I personally have been fighting anxiety on two main issues lately. The first is the upcoming birth of my son (I’m 38 weeks pregnant now!). I’ve had four beautiful births in my history (well, one was especially challenging, but still beautiful), all without pain relief. The last one I had a fully opened hernia and a partially opened hernia, so I know I can deal with a lot of pain. But I’m still a bit afraid of the pain that I’m going to feel from my injuries during this birth, especially as the baby gets lower and lower and during pushing. I’ve talked to my midwife about how I can support these areas of injury during the last parts of labor, and that helps some. For the rest I am depending on this verse:
The second issue that I am struggling with is that my 5 year old has inherited my “hernia genes”. Yes, the little guy has a hernia as well! It’s so sad and frustrating that it has passed down to him, but there is nothing I can do about it. His hernia has not been causing him pain until recently, which means it must be opening up more. There is no natural way to fix a hernia, he will have to have surgery sooner or later. The thought of my son going under the knife is rather distressing. Especially when I’ve been dealing with the pain of hernia surgery complications for the past 3 years!
Being afraid for yourself is one thing, but being afraid for your child is even harder. I’m going to have to depend on that verse again...

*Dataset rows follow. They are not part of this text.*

use chrono::NaiveDateTime;
use diesel::prelude::*;

use crate::domain::review::{
    NewReview as DomainNewReview, Review as DomainReview, UpdateReview as DomainUpdateReview,
};

#[derive(Debug, Clone, Identifiable, Queryable, Associations, Selectable)]
#[diesel(
    table_name = crate::schema::reviews,
    belongs_to(super::product::Product, foreign_key = product_id)
)]
pub struct Review {
    pub id: i32,
    pub author_id: Option<i32>,
    pub email: String,
    pub product_id: i32,
    pub text: String,
    pub score: i32,
    pub created_at: NaiveDateTime,
}

#[derive(Insertable)]
#[diesel(table_name = crate::schema::reviews)]
pub struct NewReview<'a> {
    pub author_id: Option<i32>,
    pub email: &'a str,
    pub product_id: i32,
    pub text: &'a str,
    pub score: i32,
}

/// Only the body and score are editable.
#[derive(AsChangeset)]
#[diesel(table_name = crate::schema::reviews)]
pub struct UpdateReview<'a> {
    pub text: &'a str,
    pub score: i32,
}

impl From<Review> for DomainReview {
    fn from(value: Review) -> Self {
        Self {
            id: value.id,
            author_id: value.author_id,
            email: value.email,
            product_id: value.product_id,
            text: value.text,
            score: value.score,
            created_at: value.created_at,
        }
    }
}

impl<'a> From<&'a DomainNewReview> for NewReview<'a> {
    fn from(value: &'a DomainNewReview) -> Self {
        Self {
            author_id: value.author_id,
            email: value.email.as_str(),
            product_id: value.product_id,
            text: value.text.as_str(),
            score: value.score,
        }
    }
}

impl<'a> From<&'a DomainUpdateReview> for UpdateReview<'a> {
    fn from(value: &'a DomainUpdateReview) -> Self {
        Self {
            text: value.text.as_str(),
            score: value.score,
        }
    }
}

Because I’m not in charge. There is only so much I can do. Whatever is going to happen is going to happen, and no amount of worrying about it is going to change anything. I believe in the power of prayer, I believe in filling your mind with good and true things, and these are important, but in the end, we really just have to see what happens and figure out how to respond to it when it does.
So, for this Fourth of July holiday, I am wishing for you (and myself!) freedom from worry and anxiety over things we cannot control. I hope you are able to enjoy your day in spite of the heavy subjects that may be trying to hang over you.
You are strong. You will make it, no matter what happens. Don’t fill your thoughts with all the “What if…”s. Try to focus on what is good and true and deal with the rest when it comes.
Blessings!
Lee
Wow! That is a lot of hard things. You are incredibly strong. God's got you!